The financial asset bearing the biggest impact of a surging inflation rate has to be government bonds. These assets are typically issued with fixed annual rates, so investors will be exposed to the risk of a decline in bond yields and the principal’s purchasing power if the inflation rate goes up.

But it’s a different story for corporate bonds. Companies will likely see an increase in cash profits if they are able to shift the cost of inflation to their clients. A rising inflation rate will also improve companies’ repayment ability as loans are fixed. In that case, corporate bond prices may be driven up, potentially offsetting part of the inflation-induced losses in purchasing power. Moreover, if it is a floating-rate note that a company issued, a rise in inflation will lift the returns on the bonds’ interests. So before investing in any bonds, investors should understand thoroughly the prospective companies’ businesses, financial conditions and the terms of their bonds.

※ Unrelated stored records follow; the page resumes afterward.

pub mod mem;
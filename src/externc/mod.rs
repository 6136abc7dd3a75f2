//! The exported allocator, for `LD_PRELOAD`.
//!
//! Everything here is a thin shim over [`HOOKS`]. The allocating entry
//! points are naked trampolines (see `arch::callsite`) so the footer records
//! the address of the actual caller rather than one of ours.

use std::mem;

use libc::{c_int, c_void, size_t};

use crate::{
    alloc::{
        hooks::{Hooks, ThrowFn},
        resolver::NextInLinkOrder,
    },
    arch::callsite::callsite_trampoline,
};

cfg_if::cfg_if! {
    if #[cfg(feature = "counters")] {
        use crate::alloc::counters::LiveCounters;

        /// The process-wide allocator hooks
        pub static HOOKS: Hooks<NextInLinkOrder, LiveCounters> =
            Hooks::new(NextInLinkOrder, LiveCounters::new());

        /// Current live allocation and byte counts. Either pointer may be
        /// null.
        ///
        /// # Safety
        ///
        /// Non-null pointers must be valid for writes
        #[unsafe(no_mangle)]
        pub unsafe extern "C" fn hookalloc_live_counts(allocs: *mut i64, bytes: *mut i64) {
            let counts = HOOKS.tally().snapshot();
            if !allocs.is_null() {
                *allocs = counts.allocs;
            }
            if !bytes.is_null() {
                *bytes = counts.bytes;
            }
        }
    } else {
        use crate::alloc::counters::NoTally;

        /// The process-wide allocator hooks
        pub static HOOKS: Hooks<NextInLinkOrder, NoTally> = Hooks::new(NextInLinkOrder, NoTally);
    }
}

callsite_trampoline! {
    pub unsafe extern "C" fn malloc(size: size_t) -> *mut c_void
        => malloc_at, site in 1;
    pub unsafe extern "C" fn calloc(count: size_t, size: size_t) -> *mut c_void
        => calloc_at, site in 2;
    pub unsafe extern "C" fn realloc(ptr: *mut c_void, size: size_t) -> *mut c_void
        => realloc_at, site in 2;
    pub unsafe extern "C" fn reallocarray(ptr: *mut c_void, count: size_t, size: size_t) -> *mut c_void
        => reallocarray_at, site in 3;
    pub unsafe extern "C" fn memalign(align: size_t, size: size_t) -> *mut c_void
        => memalign_at, site in 2;
    pub unsafe extern "C" fn aligned_alloc(align: size_t, size: size_t) -> *mut c_void
        => aligned_alloc_at, site in 2;
    pub unsafe extern "C" fn valloc(size: size_t) -> *mut c_void
        => valloc_at, site in 1;
    pub unsafe extern "C" fn posix_memalign(out: *mut *mut c_void, align: size_t, size: size_t) -> c_int
        => posix_memalign_at, site in 3;
    /// `operator new(std::size_t)`
    #[allow(non_snake_case)]
    pub unsafe extern "C-unwind" fn _Znwm(size: size_t) -> *mut c_void
        => operator_new_at, site in 1;
    /// `operator new[](std::size_t)`
    #[allow(non_snake_case)]
    pub unsafe extern "C-unwind" fn _Znam(size: size_t) -> *mut c_void
        => operator_new_at, site in 1;
}

#[unsafe(no_mangle)]
pub unsafe extern "C" fn free(ptr: *mut c_void) {
    HOOKS.free(ptr)
}

#[unsafe(no_mangle)]
pub unsafe extern "C" fn malloc_usable_size(ptr: *mut c_void) -> size_t {
    HOOKS.usable_size(ptr)
}

unsafe extern "C" fn malloc_at(size: size_t, site: usize) -> *mut c_void {
    HOOKS.malloc(size, site)
}

unsafe extern "C" fn calloc_at(count: size_t, size: size_t, site: usize) -> *mut c_void {
    HOOKS.calloc(count, size, site)
}

unsafe extern "C" fn realloc_at(ptr: *mut c_void, size: size_t, site: usize) -> *mut c_void {
    HOOKS.realloc(ptr, size, site)
}

unsafe extern "C" fn reallocarray_at(
    ptr: *mut c_void,
    count: size_t,
    size: size_t,
    site: usize,
) -> *mut c_void {
    HOOKS.reallocarray(ptr, count, size, site)
}

unsafe extern "C" fn memalign_at(align: size_t, size: size_t, site: usize) -> *mut c_void {
    HOOKS.memalign(align, size, site)
}

unsafe extern "C" fn aligned_alloc_at(align: size_t, size: size_t, site: usize) -> *mut c_void {
    HOOKS.aligned_alloc(align, size, site)
}

unsafe extern "C" fn valloc_at(size: size_t, site: usize) -> *mut c_void {
    HOOKS.valloc(size, site)
}

unsafe extern "C" fn posix_memalign_at(
    out: *mut *mut c_void,
    align: size_t,
    size: size_t,
    site: usize,
) -> c_int {
    HOOKS.posix_memalign(out, align, size, site)
}

unsafe extern "C-unwind" fn operator_new_at(size: size_t, site: usize) -> *mut c_void {
    HOOKS.operator_new_or_throw(size, site, cxx_bad_alloc)
}

/// `std::__throw_bad_alloc()` from the host's C++ runtime, if one is loaded
fn cxx_bad_alloc() -> Option<ThrowFn> {
    // SAFETY: NUL-terminated name
    let throw = unsafe { libc::dlsym(libc::RTLD_DEFAULT, c"_ZSt17__throw_bad_allocv".as_ptr()) };
    // SAFETY: `std::__throw_bad_alloc()` takes nothing and never returns
    (!throw.is_null()).then(|| unsafe { mem::transmute::<*mut c_void, ThrowFn>(throw) })
}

As for the equity asset class, the return of inflation has varying impacts on different sectors. Three types of companies will likely benefit from it. Firstly, similar to the case with corporate bonds, companies with the ability to price their products can shift the cost of inflation to their clients, potentially leading to additional profits. Secondly, according to a research report published by the International Monetary Fund (IMF), some commodities are historically correlated with the inflation rate. Those operating in the related commodity space are also well placed to take advantage of the rise in inflation. Lastly, the rise in inflation might have a positive impact on banks’ profitability, whose net interest rates have been compressed amid the low-rate environment in the past few years. It could drive interest rates up, while likely reducing the rate of bad accounts, making banks the third type of companies that could potentially benefit from inflation. 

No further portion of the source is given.